In this blog, I wanted to address the finer points of the matter – the what, the why and the how part of Deep Learning in SQL Server. With this new clarity, it will be easier to see a picture of the road forward for data-driven machine intelligence using such a powerful data platform like SQL Server.
The Why Part
Today, every company is a data company, and every app is a data app.
When you put intelligence (AI, ML, AA, etc.) close to where the data lives, then every app becomes an intelligent app. SQL Server can help developers and customers everywhere realize the holy grail of deep learning in their applications with just a few lines of code. It enables It enables data developers to deploy mission critical operational systems that embed deep learning models. So here are the 10 whys for deep learning in SQL Server.

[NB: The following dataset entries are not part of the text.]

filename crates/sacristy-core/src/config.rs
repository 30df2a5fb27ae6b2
use anyhow::Result;
use config::Config;
use serde::Deserialize;

#[derive(Debug, Clone, Deserialize)]
pub struct Settings {
    pub database: DatabaseConfig,
    pub auth: AuthConfig,
    pub server: ServerConfig,
    pub logging: LoggingConfig,
}

#[derive(Debug, Clone, Deserialize)]
pub struct AuthConfig {
    /// Secret used to sign and verify access tokens. Required.
    pub secret: String,
    /// Access token lifetime in minutes.
    pub token_ttl_minutes: i64,
}

#[derive(Debug, Clone, Deserialize)]
pub struct DatabaseConfig {
    pub url: String,
    pub max_connections: u8,
}

#[derive(Debug, Clone, Deserialize)]
pub struct ServerConfig {
    pub host: String,
    pub port: u16,
}

#[derive(Debug, Clone, Deserialize)]
pub struct LoggingConfig {
    pub level: String,
}

impl Settings {
    /// ## Summary
    /// Loads configuration from `.env` file and environment variables into a `Settings`.
    /// Environment variables take precedence over `.env` file values.
    ///
    /// ## Errors
    /// Returns an error if building the configuration or deserializing it fails,
    /// including when `auth.secret` is unset.
    pub fn load() -> Result<Self> {
        Ok(Config::builder()
            .set_default("server.host", "0.0.0.0")?
            .set_default("server.port", 8642)?
            .set_default("database.max_connections", 4)?
            .set_default("auth.token_ttl_minutes", 480)?
            .set_default("logging.level", "debug")?
            // Env file
            .add_source(
                config::Environment::default()
                    .convert_case(config::Case::Snake)
                    .separator("_")
                    .ignore_empty(true)
                    .try_parsing(true),
            )
            // TOML file
            .add_source(config::File::with_name("config.toml").required(false))
            .build()?
            .try_deserialize::<Settings>()?)
    }
}

/// ## Summary
/// Loads configuration from environment variables and `.env` file.
///
/// ## Errors
/// Returns an error if loading or deserializing the configuration fails.
pub fn load_config() -> Result<Settings> {
    dotenvy::dotenv().ok();

    Settings::load()
}
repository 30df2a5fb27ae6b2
use thiserror::Error;

/// Core error type with minimal dependencies
#[derive(Error, Debug)]
pub enum CoreError {
    #[error("Not found: {0}")]
    NotFound(String),
    #[error("Validation error: {0}")]
    ValidationError(String),
    #[error("Invalid configuration: {0}")]
    InvalidConfiguration(String),

    #[error("Invariant violation: {0}")]
    InvariantViolation(&'static str),
}

pub type CoreResult<T> = std::result::Result<T, CoreError>;
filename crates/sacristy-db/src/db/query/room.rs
//! Query composition for `room` table operations.

use diesel::prelude::*;
use diesel_async::RunQueryDsl;
use uuid::Uuid;

use crate::db::connection::DbConnection;
use crate::db::schema::{booking, room};
use crate::model::room::{NewRoom, Room, RoomChanges};

/// Returns a query for all rooms, ordered by name.
#[must_use]
pub fn all() -> room::BoxedQuery<'static, diesel::pg::Pg> {
    room::table.order(room::name.asc()).into_boxed()
}

/// Returns a query for a room by id.
#[must_use]
pub fn by_id(id: Uuid) -> room::BoxedQuery<'static, diesel::pg::Pg> {
    room::table.filter(room::id.eq(id)).into_boxed()
}

/// Counts all rooms.
///
/// ## Errors
/// Returns a database error if the count fails.
pub async fn count(conn: &mut DbConnection<'_>) -> QueryResult<i64> {
    room::table.count().get_result(conn).await
}

/// Loads one page of rooms.
///
/// ## Errors
/// Returns a database error if the query fails.
pub async fn list_page(
    conn: &mut DbConnection<'_>,
    limit: i64,
    offset: i64,
) -> QueryResult<Vec<Room>> {
    all()
        .limit(limit)
        .offset(offset)
        .select(Room::as_select())
        .load(conn)
        .await
}

/// Finds a room by id, `None` if absent.
///
/// ## Errors
/// Returns a database error if the query fails.
pub async fn find_by_id(conn: &mut DbConnection<'_>, id: Uuid) -> QueryResult<Option<Room>> {
    by_id(id)
        .select(Room::as_select())
        .first(conn)
        .await
        .optional()
}

/// Counts bookings that reference a room. Used to refuse deleting a room
/// that still has bookings.
///
/// ## Errors
/// Returns a database error if the count fails.
pub async fn booking_count(conn: &mut DbConnection<'_>, room_id: Uuid) -> QueryResult<i64> {
    booking::table
        .filter(booking::room_id.eq(room_id))
        .count()
        .get_result(conn)
        .await
}

/// Inserts a room and returns the stored row.
///
/// ## Errors
/// Returns a database error if the insert fails, including unique-name
/// violations.
pub async fn insert(conn: &mut DbConnection<'_>, new_room: &NewRoom<'_>) -> QueryResult<Room> {
    diesel::insert_into(room::table)
        .values(new_room)
        .returning(Room::as_select())
        .get_result(conn)
        .await
}

/// Applies a full-replace changeset to a room and returns the updated row.
///
/// ## Errors
/// Returns `diesel::result::Error::NotFound` if the room does not exist, or
/// any other database error.
pub async fn update(
    conn: &mut DbConnection<'_>,
    id: Uuid,
    changes: &RoomChanges<'_>,
) -> QueryResult<Room> {
    diesel::update(room::table.filter(room::id.eq(id)))
        .set(changes)
        .returning(Room::as_select())
        .get_result(conn)
        .await
}

/// Deletes a room row.
///
/// ## Errors
/// Returns a database error if the delete fails.
pub async fn delete(conn: &mut DbConnection<'_>, id: Uuid) -> QueryResult<usize> {
    diesel::delete(room::table.filter(room::id.eq(id)))
        .execute(conn)
        .await
}

#[cfg(test)]
mod tests {
    use super::*;

    fn sql_of<Q>(query: &Q) -> String
    where
        Q: diesel::query_builder::QueryFragment<diesel::pg::Pg>,
    {
        diesel::debug_query::<diesel::pg::Pg, _>(query).to_string()
    }

    #[test]
    fn test_all_orders_by_name() {
        assert!(sql_of(&all()).contains("ORDER BY"));
    }

    #[test]
    fn test_by_id_filters_on_id() {
        let sql = sql_of(&by_id(Uuid::nil()));
        assert!(sql.contains("WHERE"));
        assert!(sql.contains("id"));
    }
}
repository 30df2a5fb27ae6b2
use salvo::{Router, handler};

#[handler]
async fn hello() -> &'static str {
    "OK"
}

#[must_use]
pub fn routes() -> Router {
    Router::with_path("healthcheck").get(hello)
}
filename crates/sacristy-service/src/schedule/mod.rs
//! Booking schedule materialization.
//!
//! ## Module Organization
//!
//! - `dates`: parsing of the legacy textual date and time forms
//! - `expander`: recurrence expansion of booking rows into occurrences
//! - `weekday`: weekday-name lookup (Portuguese and English)

pub mod dates;
pub mod expander;
pub mod weekday;

pub use expander::{ExpansionWindow, Occurrence, RoomFilter, expand_bookings};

The 10 Whys of Deep Learning inside SQL Server
- By pushing intelligence close to where your data lives (i.e., SQL Server), you get security, compliance, privacy, encryption, master data services, availability groups, advanced BI, in-memory, virtualization, geo-spatial, temporal, graph capabilities and other world-class features.
- You can do both near “real-time intelligence” or “batch intelligence” (similar in spirit to OLTP and OLAP, but applied to Deep Learning and intelligence).
- Your apps built on top of SQL Server don’t need to change to take advantage of Deep Learning, and a multitude of apps (web, mobile, IoT) can share the same deep learning models without duplicating code.
- You can exploit a number of functionalities that come in machine learning libraries (e.g., MicrosoftML) that will drive the productivity of your data scientists, developers and DBAs and business overall. This might be faster and far more efficient than doing it in the house.
- You can develop predictable solutions that can evolve/scale up as you need. With the latest service pack of SQL Server, many features that were only available in the Enterprise Edition are now available in the Standard/Express/Web Edition of SQL Server. That means you can do Deep Learning using a standard SQL Server without high costs.
- You can use heterogeneous external data sources (via Polybase) for training and inference of deep models.
- You can create versatile data simulations and what-if scenarios inside SQL Server and then train a variety of rich Deep Learning models in those simulated worlds to enable intelligence even with a limited training data.
- You can operationalize Deep Learning models in a very easy and fast way using stored procedures and triggers.
- You get all the tools, monitoring, debugging and ecosystem around SQL Server applicable to intelligence. SQL Server can literally become your Machine Learning Management System and handle the entire life cycle of DNN models along with data.
- You can generate new knowledge and insights on the data you are storing already and anyways without having any impact on your transactional workload (via HTAP pattern).
Let’s be honest, nobody buys a DBMS for the sake of DBMS. People buy it for what it enables you to do. By putting deep learning capabilities inside SQL Server, we can scale artificial intelligence and machine learning both in traditional sense (scale of data, throughput, latency), but we also scale it in terms of productivity (low barrier to adoption and lower learning curve). The value that it brings results in so many shapes and forms – time, better experience, productivity, lower $ cost, higher $ revenue, opportunity, higher business aspirations, thought-leadership in an industry, etc.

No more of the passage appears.